This Freetown Native Was One of the SouthCoast’s Most Brutal Killers
Bristol County, Massachusetts has had more than its fair share of horrific crimes and criminals over the years, dating all the way back to Fall River’s Borden murders of 1892 and continuing through less than 100 years later to that same city’s supposed cult murders of 1979-80, New Bedford’s Big Dan’s case, the New Bedford highway murders, the Mary Lou Arruda murder, and far too many more.
Yet one story that is often forgotten, at least to the public consciousness, is that of convicted murderer Gene Travis.
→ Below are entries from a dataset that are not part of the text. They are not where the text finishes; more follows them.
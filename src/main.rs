// Only compile UI module when TUI feature is enabled
#[cfg(feature = "tui")]
mod ui;

use anyhow::Result;
use clap::Parser;
use std::io;
use tracing::info;

use console_bank::{AccountDirectory, Config, Shell};

fn main() -> Result<()> {
    let config = Config::parse();
    config.init_tracing()?;

    let directory = AccountDirectory::with_policy(config.number_policy());
    info!(
        version = console_bank::VERSION,
        policy = ?directory.policy(),
        "starting session"
    );

    let directory = if config.plain {
        run_plain(directory)?
    } else {
        run_ui_mode(directory)?
    };

    info!(
        accounts = directory.len(),
        total_balance = %directory.total_balance(),
        "session ended"
    );

    if config.dump_json {
        println!("{}", serde_json::to_string_pretty(&directory)?);
    }

    Ok(())
}

fn run_plain(directory: AccountDirectory) -> Result<AccountDirectory> {
    let stdin = io::stdin();
    let mut shell = Shell::new(stdin.lock(), io::stdout(), directory);
    shell.run()?;
    Ok(shell.into_directory())
}

#[cfg(feature = "tui")]
fn run_ui_mode(directory: AccountDirectory) -> Result<AccountDirectory> {
    let mut app = ui::App::new(directory);
    ui::run_ui(&mut app)?;
    Ok(app.into_directory())
}

#[cfg(not(feature = "tui"))]
fn run_ui_mode(directory: AccountDirectory) -> Result<AccountDirectory> {
    eprintln!("TUI mode not available, falling back to the text menu.");
    eprintln!("   Rebuild with: cargo build --features tui");
    run_plain(directory)
}
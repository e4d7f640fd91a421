// Command-line configuration and logging setup

use anyhow::{anyhow, Result};
use clap::Parser;
use tracing_subscriber::EnvFilter;

use crate::entities::NumberPolicy;

#[derive(Parser, Debug, Clone)]
#[command(name = "console-bank")]
#[command(about = "Interactive in-memory bank account manager", long_about = None)]
pub struct Config {
    /// Run the numbered text menu instead of the terminal UI
    #[arg(long)]
    pub plain: bool,

    /// Refuse to open an account whose number is already taken
    #[arg(long)]
    pub unique_numbers: bool,

    /// Log filter used when RUST_LOG is not set (logs go to stderr)
    #[arg(long, default_value = "warn")]
    pub log_level: String,

    /// Print every account as JSON when the session ends
    #[arg(long)]
    pub dump_json: bool,
}

impl Config {
    pub fn number_policy(&self) -> NumberPolicy {
        if self.unique_numbers {
            NumberPolicy::Unique
        } else {
            NumberPolicy::Permissive
        }
    }

    /// RUST_LOG wins over `--log-level`
    pub fn env_filter(&self) -> Result<EnvFilter> {
        match EnvFilter::try_from_default_env() {
            Ok(filter) => Ok(filter),
            Err(_) => Ok(EnvFilter::try_new(&self.log_level)?),
        }
    }

    pub fn init_tracing(&self) -> Result<()> {
        tracing_subscriber::fmt()
            .with_env_filter(self.env_filter()?)
            .with_writer(std::io::stderr)
            .with_target(false)
            .try_init()
            .map_err(|err| anyhow!("failed to install tracing subscriber: {err}"))
    }
}
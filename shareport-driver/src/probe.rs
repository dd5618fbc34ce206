//! Mount table inspection.

use std::path::{Path, PathBuf};

use async_trait::async_trait;
use tracing::{debug, warn};

use crate::share::ShareLocator;

/// Answers whether a share is currently mounted at a path.
///
/// Implementations read the live mount table on every call and never mutate
/// anything. A table that cannot be read counts as "not mounted".
#[async_trait]
pub trait MountStateProbe: Send + Sync {
    async fn is_mounted(&self, share: &ShareLocator, path: &Path) -> bool;
}

/// Probe backed by a `/proc/mounts` style file.
pub struct ProcMountsProbe {
    mounts_file: PathBuf,
}

impl ProcMountsProbe {
    /// Probe the given mount table file.
    pub fn new(mounts_file: impl Into<PathBuf>) -> Self {
        Self {
            mounts_file: mounts_file.into(),
        }
    }
}

impl Default for ProcMountsProbe {
    fn default() -> Self {
        Self::new("/proc/mounts")
    }
}

#[async_trait]
impl MountStateProbe for ProcMountsProbe {
    async fn is_mounted(&self, share: &ShareLocator, path: &Path) -> bool {
        let table = match tokio::fs::read_to_string(&self.mounts_file).await {
            Ok(table) => table,
            Err(e) => {
                warn!(
                    mounts_file = %self.mounts_file.display(),
                    error = %e,
                    "Cannot read mount table, assuming not mounted"
                );
                return false;
            }
        };

        let mounted = table_contains(&table, &share.to_string(), path);
        debug!(share = %share, mount_point = %path.display(), mounted, "Probed mount table");
        mounted
    }
}

/// Whether `table` has an entry with exactly this source and target.
pub fn table_contains(table: &str, source: &str, target: &Path) -> bool {
    table.lines().any(|line| {
        let mut fields = line.split_whitespace();
        match (fields.next(), fields.next()) {
            (Some(src), Some(dst)) => unescape(src) == source && Path::new(&unescape(dst)) == target,
            _ => false,
        }
    })
}

/// Decode the octal escapes (`\040`, `\011`, `\012`, `\134`) the kernel uses
/// for whitespace and backslashes in mount table fields.
fn unescape(field: &str) -> String {
    let bytes = field.as_bytes();
    let mut out = Vec::with_capacity(bytes.len());
    let mut i = 0;
    while i < bytes.len() {
        if bytes[i] == b'\\' && i + 3 < bytes.len() && is_octal_escape(&bytes[i + 1..i + 4]) {
            let code = (bytes[i + 1] - b'0') * 64 + (bytes[i + 2] - b'0') * 8 + (bytes[i + 3] - b'0');
            out.push(code);
            i += 4;
        } else {
            out.push(bytes[i]);
            i += 1;
        }
    }
    String::from_utf8_lossy(&out).into_owned()
}

fn is_octal_escape(digits: &[u8]) -> bool {
    digits.len() == 3
        && (b'0'..=b'3').contains(&digits[0])
        && digits[1..].iter().all(|d| (b'0'..=b'7').contains(d))
}
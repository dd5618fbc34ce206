//! # shareport Driver
//!
//! Attaches remotely managed NFS volumes to the local host.
//!
//! The storage service owns volume metadata and attachment records; the local
//! mount table owns whether a share is mounted. The
//! [`VolumeAttachmentController`] keeps the two in step.
//!
//! ## Architecture
//!
//! ```text
//! ┌─────────────────────────────────────────────┐
//! │         VolumeAttachmentController          │
//! │      (attach, detach, path, pass-through)   │
//! └──────┬─────────────────┬─────────────────┬──┘
//!        ▼                 ▼                 ▼
//! ┌──────────────┐  ┌──────────────┐  ┌──────────────┐
//! │ RemoteVolume │  │    Mount     │  │  MountState  │
//! │   Service    │  │   Executor   │  │    Probe     │
//! │ (HTTP API)   │  │ (mkdir/mount)│  │(/proc/mounts)│
//! └──────────────┘  └──────────────┘  └──────────────┘
//! ```
//!
//! ## Usage
//!
//! ```rust,ignore
//! use std::sync::Arc;
//! use shareport_driver::{
//!     CommandExecutor, HttpVolumeService, MountConfig, ProcMountsProbe, RemoteConfig,
//!     VolumeAttachmentController,
//! };
//!
//! let mount = MountConfig::default();
//! let controller = VolumeAttachmentController::new(
//!     Arc::new(HttpVolumeService::new(&remote_config)?),
//!     Arc::new(CommandExecutor::new(&mount)),
//!     Arc::new(ProcMountsProbe::new(&mount.mounts_file)),
//!     &mount,
//! );
//!
//! let path = controller.attach("vol1").await?;
//! controller.detach("vol1").await?;
//! ```

pub mod controller;
pub mod error;
pub mod executor;
pub mod mock;
pub mod probe;
pub mod remote;
pub mod share;
pub mod types;

pub use controller::VolumeAttachmentController;
pub use error::{DriverError, Result};
pub use executor::{CommandExecutor, CommandOutput, MountExecutor};
pub use mock::MockCollaborators;
pub use probe::{MountStateProbe, ProcMountsProbe};
pub use remote::{HttpVolumeService, RemoteVolumeService};
pub use share::{derive_local_path, ShareLocator};
pub use types::*;
//! Docker volume plugin server.
//!
//! Exposes the controller over the Docker volume plugin protocol:
//! JSON bodies with PascalCase keys, `POST` on every endpoint, and failures
//! reported in an `Err` field.
//!
//! Docker may mount one volume into several containers. Every Mount carries
//! a caller `ID` and goes through `attach`, which finds an existing mount in
//! the live mount table. The volume is detached when the last caller is
//! released.

use std::collections::{HashMap, HashSet};
use std::net::SocketAddr;
use std::sync::{Arc, Mutex};

use axum::{
    extract::State,
    http::StatusCode,
    response::Json,
    routing::post,
    Router,
};
use serde::{Deserialize, Serialize};
use tower_http::trace::TraceLayer;
use tracing::{debug, error, info, warn};

use shareport_driver::{DriverError, VolumeAttachmentController, VolumeOptions};

use crate::config::ServerConfig;

/// Shared state for plugin handlers
pub struct PluginState {
    /// Volume controller
    pub controller: VolumeAttachmentController,
    /// Per-volume serialization and mount bookkeeping
    pub locks: VolumeLocks,
}

impl PluginState {
    pub fn new(controller: VolumeAttachmentController) -> Self {
        Self {
            controller,
            locks: VolumeLocks::default(),
        }
    }
}

/// Callers of one volume, guarded by its lock.
///
/// Only decides when the last caller is gone. Whether the share is mounted
/// is always read from the live mount table by `attach`.
#[derive(Debug, Default)]
pub struct VolumeMount {
    /// Caller IDs currently using the mount
    pub ids: HashSet<String>,
}

/// One async mutex per volume name.
///
/// Holding a volume's guard serializes Mount, Unmount and Remove for that
/// name while other volumes proceed.
#[derive(Default)]
pub struct VolumeLocks {
    inner: Mutex<HashMap<String, Arc<tokio::sync::Mutex<VolumeMount>>>>,
}

impl VolumeLocks {
    /// Lock `name`, creating its entry on first use.
    pub async fn lock(&self, name: &str) -> tokio::sync::OwnedMutexGuard<VolumeMount> {
        let entry = {
            let mut map = match self.inner.lock() {
                Ok(guard) => guard,
                Err(poisoned) => poisoned.into_inner(),
            };
            map.entry(name.to_string()).or_default().clone()
        };
        entry.lock_owned().await
    }
}

// ============================================================================
// Protocol Types
// ============================================================================

#[derive(Serialize)]
#[serde(rename_all = "PascalCase")]
struct ActivateResponse {
    implements: Vec<&'static str>,
}

/// Error body. Successful responses carry an empty `Err`.
#[derive(Debug, Serialize)]
pub struct PluginError {
    #[serde(rename = "Err")]
    err: String,
}

impl PluginError {
    fn new(message: impl Into<String>) -> Self {
        Self { err: message.into() }
    }
}

type PluginResult<T> = Result<Json<T>, (StatusCode, Json<PluginError>)>;

fn plugin_error(operation: &str, name: &str, e: DriverError) -> (StatusCode, Json<PluginError>) {
    error!(operation, volume = %name, error = %e, "Plugin request failed");
    (StatusCode::INTERNAL_SERVER_ERROR, Json(PluginError::new(e.to_string())))
}

#[derive(Deserialize)]
#[serde(rename_all = "PascalCase")]
struct CreateRequest {
    name: String,
    #[serde(default)]
    opts: Option<VolumeOptions>,
}

#[derive(Deserialize)]
#[serde(rename_all = "PascalCase")]
struct NameRequest {
    name: String,
}

#[derive(Deserialize)]
#[serde(rename_all = "PascalCase")]
struct MountRequest {
    name: String,
    #[serde(rename = "ID", default)]
    id: String,
}

#[derive(Serialize)]
#[serde(rename_all = "PascalCase")]
struct EmptyResponse {
    err: String,
}

impl EmptyResponse {
    fn ok() -> Self {
        Self { err: String::new() }
    }
}

#[derive(Serialize)]
#[serde(rename_all = "PascalCase")]
struct MountpointResponse {
    mountpoint: String,
    err: String,
}

#[derive(Serialize)]
#[serde(rename_all = "PascalCase")]
struct PluginVolume {
    name: String,
    #[serde(skip_serializing_if = "Option::is_none")]
    mountpoint: Option<String>,
}

#[derive(Serialize)]
#[serde(rename_all = "PascalCase")]
struct GetResponse {
    volume: PluginVolume,
    err: String,
}

#[derive(Serialize)]
#[serde(rename_all = "PascalCase")]
struct ListResponse {
    volumes: Vec<PluginVolume>,
    err: String,
}

#[derive(Serialize)]
#[serde(rename_all = "PascalCase")]
struct Capabilities {
    scope: &'static str,
}

#[derive(Serialize)]
#[serde(rename_all = "PascalCase")]
struct CapabilitiesResponse {
    capabilities: Capabilities,
}

// ============================================================================
// Router
// ============================================================================

/// Build the plugin router.
pub fn router(state: Arc<PluginState>) -> Router {
    Router::new()
        .route("/Plugin.Activate", post(activate))
        .route("/VolumeDriver.Create", post(create))
        .route("/VolumeDriver.Remove", post(remove))
        .route("/VolumeDriver.Mount", post(mount))
        .route("/VolumeDriver.Unmount", post(unmount))
        .route("/VolumeDriver.Path", post(path))
        .route("/VolumeDriver.Get", post(get))
        .route("/VolumeDriver.List", post(list))
        .route("/VolumeDriver.Capabilities", post(capabilities))
        .layer(TraceLayer::new_for_http())
        .with_state(state)
}

/// Serve the plugin protocol until the listener fails.
pub async fn run(config: &ServerConfig, controller: VolumeAttachmentController) -> anyhow::Result<()> {
    let addr: SocketAddr = config.server_addr()?;
    let app = router(Arc::new(PluginState::new(controller)));

    info!(address = %addr, "Starting volume plugin server");

    let listener = tokio::net::TcpListener::bind(addr).await?;
    axum::serve(listener, app).await?;

    Ok(())
}

// ============================================================================
// Handlers
// ============================================================================

/// POST /Plugin.Activate
async fn activate(State(state): State<Arc<PluginState>>) -> PluginResult<ActivateResponse> {
    state
        .controller
        .activate()
        .await
        .map_err(|e| plugin_error("activate", "", e))?;

    Ok(Json(ActivateResponse {
        implements: vec!["VolumeDriver"],
    }))
}

/// POST /VolumeDriver.Create
async fn create(
    State(state): State<Arc<PluginState>>,
    Json(req): Json<CreateRequest>,
) -> PluginResult<EmptyResponse> {
    debug!(volume = %req.name, "Create requested");
    state
        .controller
        .create(&req.name, req.opts.unwrap_or_default())
        .await
        .map_err(|e| plugin_error("create", &req.name, e))?;
    Ok(Json(EmptyResponse::ok()))
}

/// POST /VolumeDriver.Remove
async fn remove(
    State(state): State<Arc<PluginState>>,
    Json(req): Json<NameRequest>,
) -> PluginResult<EmptyResponse> {
    let guard = state.locks.lock(&req.name).await;

    if !guard.ids.is_empty() {
        warn!(volume = %req.name, users = guard.ids.len(), "Refusing to remove mounted volume");
        return Err((
            StatusCode::INTERNAL_SERVER_ERROR,
            Json(PluginError::new(format!(
                "volume '{}' is mounted by {} container(s)",
                req.name,
                guard.ids.len()
            ))),
        ));
    }

    state
        .controller
        .remove(&req.name, false)
        .await
        .map_err(|e| plugin_error("remove", &req.name, e))?;
    Ok(Json(EmptyResponse::ok()))
}

/// POST /VolumeDriver.Mount
async fn mount(
    State(state): State<Arc<PluginState>>,
    Json(req): Json<MountRequest>,
) -> PluginResult<MountpointResponse> {
    let mut guard = state.locks.lock(&req.name).await;

    let mountpoint = state
        .controller
        .attach(&req.name)
        .await
        .map_err(|e| plugin_error("mount", &req.name, e))?;
    guard.ids.insert(req.id);

    Ok(Json(MountpointResponse {
        mountpoint: mountpoint.display().to_string(),
        err: String::new(),
    }))
}

/// POST /VolumeDriver.Unmount
async fn unmount(
    State(state): State<Arc<PluginState>>,
    Json(req): Json<MountRequest>,
) -> PluginResult<EmptyResponse> {
    let mut guard = state.locks.lock(&req.name).await;

    let registered = guard.ids.remove(&req.id);
    if !guard.ids.is_empty() {
        debug!(volume = %req.name, users = guard.ids.len(), "Volume still in use, keeping mount");
        return Ok(Json(EmptyResponse::ok()));
    }

    if let Err(e) = state.controller.detach(&req.name).await {
        // A retried Unmount from a known caller must still find it registered
        if registered {
            guard.ids.insert(req.id.clone());
        }
        return Err(plugin_error("unmount", &req.name, e));
    }

    Ok(Json(EmptyResponse::ok()))
}

/// POST /VolumeDriver.Path
async fn path(
    State(state): State<Arc<PluginState>>,
    Json(req): Json<NameRequest>,
) -> PluginResult<MountpointResponse> {
    let mountpoint = state
        .controller
        .path(&req.name)
        .await
        .map_err(|e| plugin_error("path", &req.name, e))?;

    Ok(Json(MountpointResponse {
        mountpoint: mountpoint.display().to_string(),
        err: String::new(),
    }))
}

/// POST /VolumeDriver.Get
async fn get(
    State(state): State<Arc<PluginState>>,
    Json(req): Json<NameRequest>,
) -> PluginResult<GetResponse> {
    let (metadata, config) = state
        .controller
        .get(&req.name)
        .await
        .map_err(|e| plugin_error("get", &req.name, e))?;

    let mountpoint = config
        .share
        .map(|share| share.local_path(state.controller.mount_root()).display().to_string())
        .or(metadata.mountpoint);

    Ok(Json(GetResponse {
        volume: PluginVolume {
            name: metadata.name,
            mountpoint,
        },
        err: String::new(),
    }))
}

/// POST /VolumeDriver.List
async fn list(State(state): State<Arc<PluginState>>) -> PluginResult<ListResponse> {
    let volumes = state
        .controller
        .list()
        .await
        .map_err(|e| plugin_error("list", "", e))?;

    Ok(Json(ListResponse {
        volumes: volumes
            .into_iter()
            .map(|v| PluginVolume {
                name: v.name,
                mountpoint: v.mountpoint,
            })
            .collect(),
        err: String::new(),
    }))
}

/// POST /VolumeDriver.Capabilities
async fn capabilities() -> Json<CapabilitiesResponse> {
    Json(CapabilitiesResponse {
        capabilities: Capabilities { scope: "global" },
    })
}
Travis, a Freetown native, was just an evil person. He spent much of his life behind bars, dating back to his first conviction in 1959. Following his release from prison in 1985, he killed a Fall River woman and Rhode Island woman on consecutive days.
“If I had a poster child for the death penalty, he would be it,” former Bristol County District Attorney Ron Pina once said of Travis, according to a Standard-Times story. “He was just an animal. He was proud of what he did.”
According to court documents, Travis – who had only been released from prison 33 days prior – murdered Simone Auger of Fall River, after kidnapping her from her father’s video store, Globe Video, on December 9, 1985. He had robbed the video store, tied Auger’s hands with an electrical cord, and forced her to get into his vehicle. Her partially decomposed body was discovered in an overgrown lot in Tiverton, Rhode Island four months later, on April 9, 1986. It was ruled that she had been strangled to death.
The day after he kidnapped Auger, Travis robbed a North Kingstown, Rhode Island shoe store and brutally stabbed its owner, 42-year-old Janice Pinelli, after also strangling her with an electrical cord. According to court documents, she was stabbed 23 times, “twenty of them over the chest and abdomen, including two to the heart, one small wound to the left lung, multiple penetrating through-and-through wounds to the stomach and wounds to the left lobe of the liver, to the pancreas, beneath the stomach to the left kidney, to the left eye, and on the neck. She also suffered a fracture of the left fifth rib associated with the wound of the chest and heart and a large gaping wound medial to the breast.”
She later died as a result of her injuries.
Travis was convicted of Pinelli’s murder and became the first person in Rhode Island sentenced to life without the possiblity of parole. He was already serving that life sentence when a jury convicted him in the murder of Auger in 1988. According to reports, as that guilty verdict was read aloud, Travis smirked and laughed.
In fact, Travis never seemed to show any remorse for what he had done.
“I was broke and I just had to go out and do what I do best,” Travis said of the robberies and murders in a 1994 jailhouse interview with WJAR-TV. “A human life doesn’t mean too much to me.”
Travis had previously escaped from a Rhode Island prison while serving a 19-year sentence for armed robbery and attempted murder, and was recaptured after 19 days.
He once again escaped following his murder sentences, sneaking out of the maximum-security Adult Correctional Institution in Cranston in the back of a garbage truck.
He was on the run for 12 hours before he was captured by Nancy Santopadre, a Providence Police K-9 officer, and her canine partner, Barr. Travis gave up without a fight, although he did tell Santopadre that if there had been a struggle, he would have killed the dog.
Travis later died in prison.
While surveying the true crime cases of Bristol County and Southeastern Massachusetts, Gene Travis may not be a name that immediately comes to mind, but he certainly sounds like one of the most disturbed individuals to ever call the SouthCoast home.